# My new tegu enclosure w/pictures



## Bentley83 (Oct 17, 2009)

Here is my tegu cage its finally done. I had lots of fun making it and im sure all 3 tegus will like it too. I will take better pictures with a camera. I took these pictures with my cell phone. I will take some pictures with the tegus in their cage.


Chris


----------



## TanMan57 (Oct 17, 2009)

Looks good, what are the dimensions? Also whats the outside covered with? I like that look is it like a sheet of some sort?


----------



## Dom3rd (Oct 17, 2009)

Looks good!!


----------



## Bentley83 (Oct 17, 2009)

Well...the cage is 8x4x4 and the color of paint i used is called "toasty". Its a brown color its not too dark, and not too light ,its right in the middle.
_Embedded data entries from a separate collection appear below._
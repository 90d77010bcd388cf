//! Geometry primitives used by the simplifier.

use strokefit_core::Point;

/// Distance from `point` to the infinite line through `line_start` and
/// `line_end`.
///
/// The direction vector is normalised before projecting. A zero-length
/// direction stays the zero vector, so the result degenerates to the
/// distance between `point` and `line_start`.
pub fn perpendicular_distance(point: Point, line_start: Point, line_end: Point) -> f64 {
    let mut dx = line_end.x - line_start.x;
    let mut dy = line_end.y - line_start.y;

    let mag = dx.hypot(dy);
    if mag > 0.0 {
        dx /= mag;
        dy /= mag;
    }

    let pvx = point.x - line_start.x;
    let pvy = point.y - line_start.y;

    // Project onto the direction and keep the perpendicular remainder.
    let dot = dx * pvx + dy * pvy;
    let ax = pvx - dot * dx;
    let ay = pvy - dot * dy;

    ax.hypot(ay)
}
Fits the cage very well. 

Chris


----------



## txrepgirl (Oct 17, 2009)

How do you open it ? in those pictures it doesn't look like the glass slides open.It's nice and big and I like the color, too.Can't wait to see some more pictures off it.


----------



## DZLife (Oct 17, 2009)

Nice!, Simple, yet sufficient.


----------



## Bentley83 (Oct 18, 2009)

There is a door on the side of the cage.


Chris


----------



## txrepgirl (Oct 18, 2009)

Oh, OK.I don't want to be rude but having the door on the side like that isn't it a lot harder to clean the enclosure ?


----------



## Bentley83 (Oct 18, 2009)

No.... I dont have a problem with the door being on the side of the cage. 

Chris


----------



## Bentley83 (Oct 20, 2009)

I got my lights working.


Chris


----------



## BOOZER (Oct 20, 2009)

txrepgirl said:


> Oh, OK.I don't want to be rude but having the door on the side like that isn't it a lot harder to clean the enclosure ?



i have to agree!! at 8' (feet) isnt it hard to get at for cleaning?? other than my small minor pe :cheers rsonal PICK, looks kick as$!!


----------



## GOT_TEGUS (Oct 20, 2009)

looking good bro i know you were working on it for awhile good job


----------